Does the description disclose side effects, auth requirements, rate limits, or destructive behavior?

No annotations are provided, so the description carries full burden. It states 'List all active terminal sessions' but lacks behavioral details: it doesn't specify if this is read-only (implied by 'list'), what 'active' means, how sessions are identified, or if there are rate limits or authentication needs. For a tool with no annotations, this leaves significant gaps in understanding its behavior.

Agents need to know what a tool does to the world before calling it. Descriptions should go beyond structured annotations to explain consequences.

Conciseness5/5

Is the description appropriately sized, front-loaded, and free of redundancy?

The description is a single, efficient sentence ('List all active terminal sessions.') that is front-loaded with the core action and resource. There is no wasted text, and it directly communicates the tool's purpose without unnecessary elaboration.

Shorter descriptions cost fewer tokens and are easier for agents to parse. Every sentence should earn its place.

Completeness3/5

Given the tool's complexity, does the description cover enough for an agent to succeed on first attempt?

Given the tool's simplicity (0 parameters, no output schema, no annotations), the description is minimally adequate. It states what the tool does but lacks context on behavior, output format, or usage guidelines.

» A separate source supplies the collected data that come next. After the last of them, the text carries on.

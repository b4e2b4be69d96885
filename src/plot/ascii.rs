//! ASCII plotting for terminal output.
//!
//! This is intentionally "dumb" (fixed-size grid), optimized for:
//! - quick visual sanity checks of a fit in a terminal
//! - deterministic output (helpful for golden tests)
//!
//! Plot elements:
//! - observed samples: `o`
//! - synthetic curve: `-` line

use crate::domain::TimeSeries;

/// Render observed samples with an optional synthetic curve on top.
pub fn render_ascii_plot(observed: &TimeSeries, synthetic: Option<&TimeSeries>, width: usize, height: usize) -> String {
    let width = width.max(10);
    let height = height.max(5);

    let observed_points = points(observed);
    let curve_points = synthetic.map(points);

    let (t_min, t_max) = time_range(&observed_points, curve_points.as_deref()).unwrap_or((0.0, 1.0));
    let (y_min, y_max) = y_range(&observed_points, curve_points.as_deref()).unwrap_or((0.0, 1.0));
    let (y_min, y_max) = pad_range(y_min, y_max, 0.05);

    let mut grid = vec![vec![' '; width]; height];

    // Draw curve first; observed samples overlay it.
    if let Some(curve) = &curve_points {
        draw_curve(&mut grid, curve, t_min, t_max, y_min, y_max);
    }
    for &(t, y) in &observed_points {
        let x = map_x(t, t_min, t_max, width);
        let row = map_y(y, y_min, y_max, height);
        grid[row][x] = 'o';
    }

    let mut out = String::new();
    out.push_str(&format!(
        "Plot: t=[{t_min:.1}, {t_max:.1}] s | c=[{y_min:.2}, {y_max:.2}]\n"
    ));
    for row in grid {
        out.push_str(&row.into_iter().collect::<String>());
        out.push('\n');
    }
    out
}

fn points(series: &TimeSeries) -> Vec<(f64, f64)> {
    series.time().iter().copied().zip(series.value().iter().copied()).collect()
}

fn time_range(observed: &[(f64, f64)], curve: Option<&[(f64, f64)]>) -> Option<(f64, f64)> {
    extent(observed.iter().chain(curve.unwrap_or(&[])).map(|p| p.0))
}

fn y_range(observed: &[(f64, f64)], curve: Option<&[(f64, f64)]>) -> Option<(f64, f64)> {
    extent(observed.iter().chain(curve.unwrap_or(&[])).map(|p| p.1))
}

fn extent(values: impl Iterator<Item = f64>) -> Option<(f64, f64)> {
    let mut min = f64::INFINITY;
    let mut max = f64::NEG_INFINITY;
    for v in values.filter(|v| v.is_finite()) {
        min = min.min(v);
        max = max.max(v);
    }
    if min.is_finite() && max.is_finite() && max > min {
        Some((min, max))
    } else {
        None
    }
}

fn pad_range(min: f64, max: f64, frac: f64) -> (f64, f64) {
    let span = (max - min).abs();
    let pad = (span * frac).max(1e-12);
    (min - pad, max + pad)
}

fn map_x(t: f64, t_min: f64, t_max: f64, width: usize) -> usize {
    let width = width.max(2);
    let u = ((t - t_min) / (t_max - t_min)).clamp(0.0, 1.0);
    (u * (width as f64 - 1.0)).round() as usize
}

fn map_y(y: f64, y_min: f64, y_max: f64, height: usize) -> usize {
    let height = height.max(2);
    let u = ((y - y_min) / (y_max - y_min)).clamp(0.0, 1.0);
    // Largest concentration on row 0.
    (height as f64 - 1.0 - (u * (height as f64 - 1.0))).round() as usize
}

fn draw_curve(grid: &mut [Vec<char>], curve: &[(f64, f64)], t_min: f64, t_max: f64, y_min: f64, y_max: f64) {
    if curve.len() < 2 {
        return;
    }
    let height = grid.len();
    let width = grid[0].len();

    let mut prev = None;
    for &(t, y) in curve {
        let x = map_x(t, t_min, t_max, width);
        let yy = map_y(y, y_min, y_max, height);
        if let Some((x0, y0)) = prev {
            draw_line(grid, x0, y0, x, yy, '-');
        } else {
            grid[yy][x] = '-';
        }
        prev = Some((x, yy));
    }
}

/// Integer line drawing (Bresenham-ish).
fn draw_line(grid: &mut [Vec<char>], x0: usize, y0: usize, x1: usize, y1: usize, ch: char) {
    let mut x0 = x0 as isize;
    let mut y0 = y0 as isize;
    let x1 = x1 as isize;
    let y1 = y1 as isize;

    let dx = (x1 - x0).abs();
    let sx = if x0 < x1 { 1 } else { -1 };
    let dy = -(y1 - y0).abs();
    let sy = if y0 < y1 { 1 } else { -1 };
    let mut err = dx + dy;

    loop {
        if y0 >= 0
            && (y0 as usize) < grid.len()
            && x0 >= 0
            && (x0 as usize) < grid[0].len()
            && grid[y0 as usize][x0 as usize] == ' '
        {
            grid[y0 as usize][x0 as usize] = ch;
        }

        if x0 == x1 && y0 == y1 {
            break;
        }
        let e2 = 2 * err;
        if e2 >= dy {
            err += dy;
            x0 += sx;
        }
        if e2 <= dx {
            err += dx;
            y0 += sy;
        }
    }
}

#[cfg(test)]
mod tests {
    use super::*;

    #[test]
    fn plot_golden_snapshot_small() {
        let observed = TimeSeries::new(vec![1.0, 10.0], vec![0.0, 10.0]).unwrap();
        let synthetic = observed.with_values(vec![0.0, 0.0]).unwrap();

        let txt = render_ascii_plot(&observed, Some(&synthetic), 10, 5);
        let expected = concat!(
            "Plot: t=[1.0, 10.0] s | c=[-0.50, 10.50]\n",
            "         o\n",
            "          \n",
            "          \n",
            "          \n",
            "o---------\n",
        );
        assert_eq!(txt, expected);
    }

    #[test]
    fn flat_series_still_renders() {
        let observed = TimeSeries::new(vec![1.0, 2.0, 3.0], vec![0.0; 3]).unwrap();
        let txt = render_ascii_plot(&observed, None, 20, 6);
        assert_eq!(txt.lines().count(), 7);
    }
}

For a list operation, more details on what 'active' entails or the structure of returned data would improve completeness, but it's not entirely inadequate for a basic tool.

Complex tools with many parameters or behaviors need more documentation. Simple tools need less. This dimension scales expectations accordingly.

Parameters4/5

Does the description clarify parameter syntax, constraints, interactions, or defaults beyond what the schema provides?

The tool has 0 parameters, and schema description coverage is 100%, so there are no parameters to document. The description does not need to compensate for any gaps, and it appropriately avoids discussing parameters. A baseline of 4 is applied since no parameter information is required or provided.

Input schemas describe structure but not intent. Descriptions should explain non-obvious parameter relationships and valid value ranges.

Purpose5/5

Does the description clearly state what the tool does and how it differs from similar tools?

The description 'List all active terminal sessions' clearly states the verb ('List') and resource ('active terminal sessions'), making the purpose specific and unambiguous. It distinguishes from siblings like list_directory or list_processes by focusing on terminal sessions rather than files or processes.

Agents choose between tools based on descriptions. A clear purpose with a specific verb and resource helps agents select the right tool.

Usage Guidelines2/5

Does the description explain when to use this tool, when not to, or what alternatives exist?

The description provides no guidance on when to use this tool versus alternatives. It does not mention prerequisites, exclusions, or compare it to sibling tools (e.g., list_processes might overlap with terminal sessions). Without such context, users must infer usage from the tool name alone.

Agents often have multiple tools that could apply. Explicit usage guidance like "use X instead of Y when Z" prevents misuse.